Hezbollah, which like Hamas is supported by Iran, has so far been on the fence about joining the fighting between Israel and the Gaza Strip’s Islamic militant rulers. For the past six days, Israel has besieged Gaza and hammered the enclave of 2.3 million Palestinians with hundreds of airstrikes in response to a deadly Hamas attack on southern Israel.
Israel, which has vowed to crush Hamas, is now preparing for a possible ground offensive. While the country’s political and military leaders weigh the next move, they are nervously watching Hezbollah on Israel’s northern border and have sent troop reinforcements to the area. Hezbollah, with an arsenal of tens of thousands of rockets and missiles capable of hitting virtually anywhere in Israel, is viewed as a far more formidable foe than Hamas.
Israel is anxious that opening a new front in the country’s north could change the tide of the war, with Hezbollah’s military caliber far superior to that of Hamas. But the fighting could be equally devastating for Hezbollah and Lebanon.
The possibility of a new front in Lebanon also brings back bitter memories of a vicious monthlong war between Hezbollah and Israel in 2006 that ended in a stalemate and a tense detente between the two sides. Lebanon is in the fourth year of a crippling economic crisis and is bitterly divided between Hezbollah and its allies and opponents, paralyzing the political system.
Israel is especially worried about Hezbollah’s precision-guided missiles, which are believed to be aimed at strategic targets like natural gas rigs and power stations. Hezbollah is also battle-hardened from years of fighting alongside President Bashar Assad’s troops in neighboring Syria.
At the same time, Hamas and Hezbollah have grown closer as Hamas leaders have moved to Beirut in recent years. While Hezbollah has largely remained on the sidelines, people close to the group say an Israeli ground offensive could be a possible trigger for it to fully enter the conflict with devastating consequences.
Qassim Qassir, a Lebanese analyst close to the group, said Hezbollah “will not allow Hamas’ destruction and won’t leave Gaza alone to face a ground incursion.”
“When the situation requires further escalation, then Hezbollah will do so,” he told The Associated Press.
An official with a Lebanese group familiar with the situation, who spoke on condition of anonymity in line with regulations, said Hezbollah fighters have been placed on full alert.
Hezbollah and Israel have targeted military outposts and positions in brief rocket and shelling exchanges on the border since the outbreak of the Gaza war. Three Hezbollah fighters were killed Monday, while Israeli officials said one Israeli soldier was killed in an anti-tank missile attack two days later.
Three Israeli soldiers were killed and five were wounded in a skirmish with Palestinian Islamic Jihad militants who crossed the southern Lebanese border into Israel. Hamas also claimed responsibility for firing several rockets into Israel from southern Lebanon.

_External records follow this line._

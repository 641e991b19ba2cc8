//! Secrets file discovery and loading.
//!
//! The secrets file is a dotenv file (`KEY=VALUE` per line). Its location is
//! taken from `MI_AGENT_ENV_FILE` when set, otherwise the nearest `.env` in
//! the start directory or one of its ancestors is used.
//!
//! Values from the file never replace variables that are already present
//! in the environment.

use anyhow::{Context, Result};
use std::collections::HashMap;
use std::path::{Path, PathBuf};

use crate::env::EnvStore;

/// Environment variable that overrides the secrets file location.
pub const ENV_FILE_VAR: &str = "MI_AGENT_ENV_FILE";

/// Conventional secrets file name searched for in ancestor directories.
pub const ENV_FILE_NAME: &str = ".env";

/// Result of merging a secrets file into an environment.
#[derive(Debug, Default, Clone, PartialEq, Eq)]
pub struct MergeOutcome {
    /// Keys that were set from the file.
    pub applied: Vec<String>,
    /// Keys left untouched because they were already present.
    pub skipped: Vec<String>,
}

/// Determine which secrets file to load, if any.
///
/// The override variable wins even when it points at a missing file, so a
/// typo in `MI_AGENT_ENV_FILE` never silently picks up some other `.env`.
pub fn locate_env_file(env: &impl EnvStore, start_dir: &Path) -> Option<PathBuf> {
    // Whitespace-only counts as unset and falls back to the `.env` search
    // instead of naming a (missing) file called "  ".
    if let Some(raw) = env.get(ENV_FILE_VAR).filter(|v| !v.trim().is_empty()) {
        let path = expand_path(raw.trim(), start_dir);
        log::debug!("Using secrets file from ${}: {}", ENV_FILE_VAR, path.display());
        return Some(path);
    }

    find_env_file(start_dir)
}

/// Search `start_dir` and its ancestors for a `.env` file.
pub fn find_env_file(start_dir: &Path) -> Option<PathBuf> {
    start_dir
        .ancestors()
        .map(|dir| dir.join(ENV_FILE_NAME))
        .find(|candidate| candidate.is_file())
}

/// Expand a leading `~` and resolve relative paths against `base`.
pub fn expand_path(raw: &str, base: &Path) -> PathBuf {
    let expanded = if raw == "~" {
        dirs::home_dir()
    } else if let Some(rest) = raw.strip_prefix("~/") {
        dirs::home_dir().map(|home| home.join(rest))
    } else {
        None
    };

    let path = expanded.unwrap_or_else(|| PathBuf::from(raw));
    if path.is_absolute() {
        path
    } else {
        base.join(path)
    }
}

/// Parse a secrets file into ordered `(key, value)` pairs.
///
/// Keys are unique: when a key repeats, its last value wins and it keeps the
/// position of its first occurrence. A missing file yields no pairs.
/// Anything that is present but cannot be read or parsed is an error.
pub fn load_env_file(path: &Path) -> Result<Vec<(String, String)>> {
    if !path.exists() {
        return Ok(Vec::new());
    }

    let iter = dotenvy::from_path_iter(path)
        .with_context(|| format!("Failed to open secrets file: {:?}", path))?;

    let mut pairs: Vec<(String, String)> = Vec::new();
    let mut positions: HashMap<String, usize> = HashMap::new();
    for item in iter {
        let (key, value) =
            item.with_context(|| format!("Failed to parse secrets file: {:?}", path))?;
        match positions.get(&key) {
            Some(&index) => pairs[index].1 = value,
            None => {
                positions.insert(key.clone(), pairs.len());
                pairs.push((key, value));
            }
        }
    }

    Ok(pairs)
}

/// Merge pairs into `env` without overwriting anything already present.
///
/// Expects unique keys, as returned by [`load_env_file`].
pub fn merge_into(env: &mut impl EnvStore, pairs: Vec<(String, String)>) -> MergeOutcome {
    let mut outcome = MergeOutcome::default();

    for (key, value) in pairs {
        if env.contains(&key) {
            log::debug!("Keeping existing value for {}", key);
            outcome.skipped.push(key);
        } else {
            env.set(&key, &value);
            outcome.applied.push(key);
        }
    }

    outcome
}
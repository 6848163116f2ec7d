use super::Anchor;
use crate::core::traits::Real;

/// Struct to hold options parameters when generating stations.
#[derive(Debug, Clone)]
pub struct StationOptions<'a, T = f64, D = ()>
where
    T: Real,
{
    /// Target station spacing in meters. Non-positive values produce only the route start and
    /// segment end stations.
    pub interval: i32,
    /// Chainage assigned to the first point of the route.
    pub start_chainage: i32,
    /// Surveyed anchors in route order. Fewer than 2 anchors are ignored.
    pub anchors: Option<&'a [Anchor<T, D>]>,
    /// Without anchors, generate decreasing stations when set and `start_chainage` exceeds the
    /// route length.
    pub reverse: bool,
}

impl<'a, T, D> StationOptions<'a, T, D>
where
    T: Real,
{
    #[inline]
    pub fn new(interval: i32) -> Self {
        Self {
            interval,
            start_chainage: 0,
            anchors: None,
            reverse: false,
        }
    }

    #[inline]
    pub fn with_start_chainage(mut self, start_chainage: i32) -> Self {
        self.start_chainage = start_chainage;
        self
    }

    #[inline]
    pub fn with_anchors(mut self, anchors: &'a [Anchor<T, D>]) -> Self {
        self.anchors = Some(anchors);
        self
    }

    #[inline]
    pub fn with_reverse(mut self, reverse: bool) -> Self {
        self.reverse = reverse;
        self
    }
}

impl<'a, T, D> Default for StationOptions<'a, T, D>
where
    T: Real,
{
    #[inline]
    fn default() -> Self {
        Self::new(100)
    }
}
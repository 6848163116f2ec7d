use super::locate::find_nearest;
use crate::{
    chainage::{Anchor, StationOptions, StationSegment},
    core::{math::ceil_to_i32, traits::Real},
    geodesy::{LngLat, path_length},
};

/// Minimum number of dense points for an anchor bounded segment to be kept.
pub const MIN_ANCHOR_SEGMENT_POINTS: usize = 3;

/// Split the `dense` route into station segments according to `options`.
///
/// With at least 2 anchors the route is split at the anchors ([segment_by_anchors]), otherwise it
/// becomes a single segment ([whole_route]). The whole route is also used when the anchors leave
/// no segment (every anchor segment too short and no tail). `total_length` is the route length in
/// meters.
pub fn segment_route<'a, T, D>(
    dense: &'a [LngLat<T>],
    total_length: T,
    options: &StationOptions<T, D>,
) -> Vec<StationSegment<'a, T>>
where
    T: Real,
{
    if let Some(anchors) = options.anchors.filter(|a| a.len() >= 2) {
        let segments = segment_by_anchors(
            dense,
            anchors,
            options.start_chainage,
            total_length,
            options.reverse,
        );
        if !segments.is_empty() {
            return segments;
        }

        log::trace!("every anchor segment was dropped, using the whole route");
    }

    whole_route(dense, total_length, options.start_chainage, options.reverse)
        .into_iter()
        .collect()
}

/// Whole `dense` route as one segment starting at `start_chainage`.
///
/// The chainage range spans `ceil(total_length)` meters, decreasing when `reverse` is set and
/// `start_chainage` exceeds the route length. Returns `None` for fewer than 2 dense points.
pub fn whole_route<T>(
    dense: &[LngLat<T>],
    total_length: T,
    start_chainage: i32,
    reverse: bool,
) -> Option<StationSegment<'_, T>>
where
    T: Real,
{
    if dense.len() < 2 {
        return None;
    }

    let ascending = !decreasing_from(start_chainage, total_length, reverse);
    Some(StationSegment {
        points: dense,
        start_index: 0,
        start_chainage,
        end_chainage: offset_chainage(start_chainage, total_length, ascending),
    })
}

/// Split `dense` at the points nearest to each anchor.
///
/// Anchors are located in order with each search starting at the previous anchor's index, so the
/// segments only move forward. An anchor locating onto the running start index is skipped.
/// Segments with fewer than [MIN_ANCHOR_SEGMENT_POINTS] points are dropped but still advance the
/// running start index and chainage. Any points remaining after the last anchor form a tail
/// segment whose range extends by the tail's length in the direction of the first segment.
pub fn segment_by_anchors<'a, T, D>(
    dense: &'a [LngLat<T>],
    anchors: &[Anchor<T, D>],
    start_chainage: i32,
    total_length: T,
    reverse: bool,
) -> Vec<StationSegment<'a, T>>
where
    T: Real,
{
    let mut segments = Vec::with_capacity(anchors.len() + 1);
    let mut start_index = 0;
    let mut running_chainage = start_chainage;

    for (i, anchor) in anchors.iter().enumerate() {
        let Some(end_index) = find_nearest(dense, anchor.pos, start_index) else {
            log::trace!("anchor {i}: nothing left to search from index {start_index}");
            break;
        };

        if end_index == start_index {
            log::trace!("anchor {i}: located at running start index {start_index}, skipped");
            continue;
        }

        let points = &dense[start_index..=end_index];
        if points.len() >= MIN_ANCHOR_SEGMENT_POINTS {
            log::trace!(
                "anchor {i}: segment {start_index}..={end_index} chainage {running_chainage} to {}",
                anchor.chainage
            );
            segments.push(StationSegment {
                points,
                start_index,
                start_chainage: running_chainage,
                end_chainage: anchor.chainage,
            });
        } else {
            log::trace!(
                "anchor {i}: dropped short segment {start_index}..={end_index} ({} points)",
                points.len()
            );
        }

        running_chainage = anchor.chainage;
        start_index = end_index;
    }

    let tail = dense.get(start_index..).unwrap_or_default();
    if tail.len() >= 2 {
        let ascending = match segments.first() {
            Some(first) => first.length() > 0,
            None => !decreasing_from(running_chainage, total_length, reverse),
        };

        segments.push(StationSegment {
            points: tail,
            start_index,
            start_chainage: running_chainage,
            end_chainage: offset_chainage(running_chainage, path_length(tail), ascending),
        });
    }

    segments
}

fn decreasing_from<T>(chainage: i32, total_length: T, reverse: bool) -> bool
where
    T: Real,
{
    reverse && T::from(chainage).is_some_and(|c| c > total_length)
}

fn offset_chainage<T>(chainage: i32, length: T, ascending: bool) -> i32
where
    T: Real,
{
    let meters = ceil_to_i32(length);
    if ascending {
        chainage.saturating_add(meters)
    } else {
        chainage.saturating_sub(meters)
    }
}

Anthony Elghossain, a senior analyst with the Washington-based New Lines Institute, said that while neither Israel nor Hezbollah appears to want to enter “significant and sustained armed conflict,” there is a risk of escalation — even without a ground invasion of Gaza — if either side makes a miscalculation and oversteps the usual rules of engagement.
With an eye toward Hezbollah, U.S. President Joe Biden has warned other players in the Middle East not to join the conflict, sending American warships to the region and vowing full support for Israel.
“He’s backed up that warning with the deployment of our largest carrier group, the Gerald R. Ford, as well as again making sure that Israel has what it needs and that we also have appropriate assests in place,” Secretary of State Antony Blinken said Thursday during a stop in Israel.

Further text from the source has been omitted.